Tutelare il diritto alla disconnessione - Servicematica

Tutelare il diritto alla disconnessione

A livello europeo si inizia a valutare a una legge per garantire ai lavoratori il diritto alla disconnessione digitale senza rischiare ripercussioni da parte dei datori di lavoro.

Una simile legge assume un valore ancor più importante ora che, a causa dell’emergenza covid, molti lavoratori si trovano alle prese con pregi e difetti dello smart working.

PERCHÈ TUTELARE IL DIRITTO ALLA DISCONNESSIONE

Le tecnologie digitale hanno permesso a molte aziende di proseguire la loro attività nonostante gli ostacoli della pandemia, ma ha anche dilatato la finestra temporale di disponibilità dei lavoratori e modificato quantità e qualità dei loro compiti. Essere sempre online sta però avendo delle ripercussioni sulla vita privata e sulla salute psicofisica dei lavoratori.

Eurofound segnala che:

  • chi lavora da casa ha una probabilità doppia di lavorare oltre le 48 ore settimanali massime rispetto a chi lavora in sede;
  • il 27% di chi lavora a casa dichiara di lavorare nel tempo libero tutti i giorni o più volte alla settimana;

I rischi legati al telelavoro continuo sono diversi: riduzione della concentrazione, sovraccarico cognitivo vede emozionale, problemi posturali, esposizione alle radiofrequenze, peggioramento di fenomeni quali l’isolamento, insonnia, ansia ed esaurimento.

DIRITTO ALLA DISCONNESIONE COME DIRITTO FONDAMENTALE

Il Parlamento europeo chiede dunque che il diritto alla disconnessione digitale venga riconosciuto come diritto fondamentale e che ci si impegni a tutela dello stesso di fronte a comportamenti lesivi da parte dei datori di lavoro.

L’iniziativa è già stata approvata con 472 voti favorevoli, 126 contrari e 83 astensioni.

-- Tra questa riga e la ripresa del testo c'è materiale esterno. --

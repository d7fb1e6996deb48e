//! Retry with exponential backoff for transient upstream failures.
//!
//! Rate limits, timeouts, and connection faults are retried up to a
//! configured budget; validation, auth, and malformed-response failures
//! surface immediately (see [`FetchError::is_retryable`]).

use super::FetchError;
use std::future::Future;
use std::time::Duration;
use tokio::time::sleep;

/// Configuration for retry behavior.
#[derive(Debug, Clone)]
pub struct RetryConfig {
    /// Maximum number of retries (0 = fail on the first error).
    pub max_retries: u32,
    /// Delay before the first retry.
    pub initial_delay: Duration,
    /// Ceiling on the delay between retries.
    pub max_delay: Duration,
    /// Backoff multiplier per attempt.
    pub multiplier: f64,
    /// Whether to spread delays out to avoid synchronized retry bursts.
    pub jitter: bool,
}

impl Default for RetryConfig {
    fn default() -> Self {
        Self {
            max_retries: 3,
            initial_delay: Duration::from_millis(500),
            max_delay: Duration::from_secs(8),
            multiplier: 2.0,
            jitter: true,
        }
    }
}

impl RetryConfig {
    /// Create a config with the given retry budget and default pacing.
    pub fn with_retries(retries: u32) -> Self {
        Self {
            max_retries: retries,
            ..Default::default()
        }
    }

    /// Calculate the delay for a given attempt number (0-indexed).
    pub fn delay_for_attempt(&self, attempt: u32) -> Duration {
        let base = self.initial_delay.as_secs_f64() * self.multiplier.powi(attempt as i32);
        let capped = base.min(self.max_delay.as_secs_f64());

        if self.jitter {
            // Deterministic jitter keyed on the attempt number; enough to
            // desynchronize concurrent callers without pulling in rand.
            let factor = match attempt % 4 {
                0 => 0.75,
                1 => 0.90,
                2 => 0.60,
                _ => 0.85,
            };
            Duration::from_secs_f64(capped * factor)
        } else {
            Duration::from_secs_f64(capped)
        }
    }
}

/// Run `f` with retries on retriable [`FetchError`] kinds.
///
/// `operation` names the call in the retry logs. The final error is
/// returned unchanged once the budget is spent or a non-retriable kind
/// appears.
pub async fn with_retry<T, F, Fut>(
    config: &RetryConfig,
    operation: &str,
    mut f: F,
) -> Result<T, FetchError>
where
    F: FnMut() -> Fut,
    Fut: Future<Output = Result<T, FetchError>>,
{
    let mut attempt = 0;
    loop {
        match f().await {
            Ok(value) => return Ok(value),
            Err(e) => {
                if !e.is_retryable() || attempt >= config.max_retries {
                    return Err(e);
                }
                let delay = config.delay_for_attempt(attempt);
                tracing::warn!(
                    "{operation}: attempt {}/{} failed ({}), retrying in {:.1}s",
                    attempt + 1,
                    config.max_retries + 1,
                    e.kind(),
                    delay.as_secs_f64(),
                );
                sleep(delay).await;
                attempt += 1;
            }
        }
    }
}

#[cfg(test)]
mod tests {
    use super::*;
    use std::sync::Arc;
    use std::sync::atomic::{AtomicU32, Ordering};

    #[test]
    fn delay_increases_exponentially() {
        let config = RetryConfig {
            jitter: false,
            ..RetryConfig::default()
        };
        let d0 = config.delay_for_attempt(0);
        let d1 = config.delay_for_attempt(1);
        let d2 = config.delay_for_attempt(2);
        assert!(d1 > d0);
        assert!(d2 > d1);
    }

    #[test]
    fn delay_capped_at_max() {
        let config = RetryConfig {
            jitter: false,
            max_delay: Duration::from_secs(2),
            ..RetryConfig::with_retries(10)
        };
        assert!(config.delay_for_attempt(10) <= Duration::from_secs(2));
    }

    #[test]
    fn jitter_never_exceeds_raw_delay() {
        let jittered = RetryConfig::default();
        let raw = RetryConfig {
            jitter: false,
            ..RetryConfig::default()
        };
        for attempt in 0..6 {
            assert!(jittered.delay_for_attempt(attempt) <= raw.delay_for_attempt(attempt));
        }
    }

    #[tokio::test]
    async fn succeeds_after_transient_failures() {
        let config = RetryConfig {
            max_retries: 3,
            initial_delay: Duration::from_millis(1),
            ..Default::default()
        };
        let calls = Arc::new(AtomicU32::new(0));
        let calls_clone = calls.clone();

        let result = with_retry(&config, "test", || {
            let c = calls_clone.clone();
            async move {
                if c.fetch_add(1, Ordering::SeqCst) < 2 {
                    Err(FetchError::Timeout("slow".into()))
                } else {
                    Ok(7u32)
                }
            }
        })
        .await;

        assert_eq!(result.unwrap(), 7);
        assert_eq!(calls.load(Ordering::SeqCst), 3);
    }

    #[tokio::test]
    async fn auth_error_is_not_retried() {
        let config = RetryConfig {
            max_retries: 5,
            initial_delay: Duration::from_millis(1),
            ..Default::default()
        };
        let calls = Arc::new(AtomicU32::new(0));
        let calls_clone = calls.clone();

        let result: Result<(), _> = with_retry(&config, "test", || {
            let c = calls_clone.clone();
            async move {
                c.fetch_add(1, Ordering::SeqCst);
                Err(FetchError::Auth("bad key".into()))
            }
        })
        .await;

        assert!(result.is_err());
        assert_eq!(calls.load(Ordering::SeqCst), 1);
    }

    #[tokio::test]
    async fn budget_exhaustion_returns_last_error() {
        let config = RetryConfig {
            max_retries: 2,
            initial_delay: Duration::from_millis(1),
            ..Default::default()
        };
        let calls = Arc::new(AtomicU32::new(0));
        let calls_clone = calls.clone();

        let result: Result<(), _> = with_retry(&config, "test", || {
            let c = calls_clone.clone();
            async move {
                c.fetch_add(1, Ordering::SeqCst);
                Err(FetchError::RateLimited("slow down".into()))
            }
        })
        .await;

        assert!(matches!(result, Err(FetchError::RateLimited(_))));
        // Initial attempt plus two retries.
        assert_eq!(calls.load(Ordering::SeqCst), 3);
    }
}
impl Coordinator {
    pub fn new(store: CacheStore, policy: FreshnessPolicy, retry: RetryConfig) -> Self {
        Self {
            store,
            policy,
            retry,
        }
    }

    pub fn store(&self) -> &CacheStore {
        &self.store
    }

    /// Resolve one collection request to a result envelope.
    ///
    /// Every exit path produces a [`ToolResult`]; nothing propagates out of
    /// here as an error.
    pub async fn resolve(
        &self,
        tool: &str,
        spec: &[ParamSpec],
        params: &BTreeMap<String, String>,
        upstream: &dyn Upstream,
    ) -> ToolResult {
        // Validation happens here, before any cache or upstream access.
        let cache_key = match key::derive(tool, spec, params) {
            Ok(k) => k,
            Err(e) => return ToolResult::error(Stage::KeyDerivation, e.to_string()),
        };

        // A corrupt artifact is treated as a miss: the refetch below
        // overwrites it, which is also the repair.
        let existing = match self.store.get(&cache_key) {
            Ok(entry) => entry,
            Err(e) => {
                warn!("{tool}: {e}; treating as cache miss");
                None
            }
        };

        if let Some(entry) = &existing {
            let age = self.store.age(entry);
            if self.policy.is_fresh(age) {
                debug!(
                    "{tool}: fresh cache hit for {cache_key} (age {}s)",
                    age.as_secs()
                );
                return self.entry_result(&cache_key, entry, false);
            }
            debug!(
                "{tool}: stale entry for {cache_key} (age {}s), refreshing",
                age.as_secs()
            );
        }

        match retry::with_retry(&self.retry, tool, || upstream.fetch(params)).await {
            Ok(records) => {
                info!(
                    "{tool}: fetched {} records for {cache_key}",
                    records.len()
                );
                match self.store.put(&cache_key, params, records) {
                    Ok(entry) => self.entry_result(&cache_key, &entry, false),
                    Err(e) => ToolResult::error(Stage::Persist, e),
                }
            }
            Err(e) => match existing {
                // Degraded service: the stale entry beats an error.
                Some(entry) => {
                    warn!(
                        "{tool}: upstream failed ({}), serving stale {cache_key}: {e}",
                        e.kind()
                    );
                    self.entry_result(&cache_key, &entry, true)
                }
                None => ToolResult::error(
                    Stage::UpstreamFetch,
                    format!("[{}] {e}", e.kind()),
                ),
            },
        }
    }

    fn entry_result(&self, cache_key: &CacheKey, entry: &CacheEntry, stale: bool) -> ToolResult {
        let path = self.store.path_for(cache_key).display().to_string();
        let preview = preview_of(&entry.records);
        let text = if entry.records.is_empty() {
            format!("{path} (no records for this query)")
        } else {
            path
        };
        if stale {
            ToolResult::degraded(text, preview)
        } else {
            match preview {
                Some(p) => ToolResult::success_with_preview(text, p),
                None => ToolResult::success(text),
            }
        }
    }
}
//! Age-based retention sweep.
//!
//! Runs independently of request handling and deletes only artifacts older
//! than the maximum retention, which is always beyond the freshness window:
//! the sweep reclaims disk, it never evicts an entry the coordinator might
//! still serve fresh.

use super::store::{CacheStore, SUMMARY_SUFFIX};
use chrono::Utc;
use std::time::Duration;
use tracing::{debug, info, warn};

/// Delete artifacts older than `max_retention`. Returns how many were
/// removed.
///
/// Fetch artifacts age by their recorded `fetched_at`; derived summaries
/// (which carry no timestamp of their own) age by file mtime. Unreadable
/// files are left in place for the operator rather than deleted blind.
pub fn sweep_once(store: &CacheStore, max_retention: Duration) -> Result<usize, String> {
    let dir = std::fs::read_dir(store.base())
        .map_err(|e| format!("failed to read cache dir {}: {e}", store.base().display()))?;

    let mut removed = 0;
    for item in dir.flatten() {
        let path = item.path();
        let name = item.file_name().to_string_lossy().into_owned();
        if !name.ends_with(".json") {
            continue;
        }

        let age = if name.ends_with(SUMMARY_SUFFIX) {
            mtime_age(&path)
        } else {
            artifact_age(&path)
        };
        let Some(age) = age else {
            warn!("sweep: could not determine age of {name}, leaving it");
            continue;
        };

        if age > max_retention {
            match std::fs::remove_file(&path) {
                Ok(()) => {
                    debug!("sweep: removed {name} (age {}h)", age.as_secs() / 3600);
                    removed += 1;
                }
                Err(e) => warn!("sweep: failed to remove {name}: {e}"),
            }
        }
    }
    if removed > 0 {
        info!("sweep: removed {removed} expired artifacts");
    }
    Ok(removed)
}

/// Spawn the periodic sweep task.
pub fn spawn(
    store: CacheStore,
    interval: Duration,
    max_retention: Duration,
) -> tokio::task::JoinHandle<()> {
    tokio::spawn(async move {
        let mut ticker = tokio::time::interval(interval);
        // The immediate first tick would race server startup for no benefit.
        ticker.tick().await;
        loop {
            ticker.tick().await;
            if let Err(e) = sweep_once(&store, max_retention) {
                warn!("sweep failed: {e}");
            }
        }
    })
}

fn artifact_age(path: &std::path::Path) -> Option<Duration> {
    let raw = std::fs::read_to_string(path).ok()?;
    let entry: super::store::CacheEntry = serde_json::from_str(&raw).ok()?;
    (Utc::now() - entry.fetched_at).to_std().ok()
}

fn mtime_age(path: &std::path::Path) -> Option<Duration> {
    let modified = std::fs::metadata(path).ok()?.modified().ok()?;
    modified.elapsed().ok()
}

La normativa a cui si sta pensando dovrebbe stabilire i requisiti minimi per il telelavoro, le condizioni per il suo svolgimento, compresi orari e periodi di riposo in cui il lavoratore può non essere reperibile senza alcuna ripercussione.

Il diritto alla disconnessione consiste nel permettere ai lavoratori di non svolgere mansioni lavorative fuori dall’orario di lavoro concordato o durante le ferie o i riposi. Tra queste mansioni figurano telefonate, email e altre comunicazioni digitali.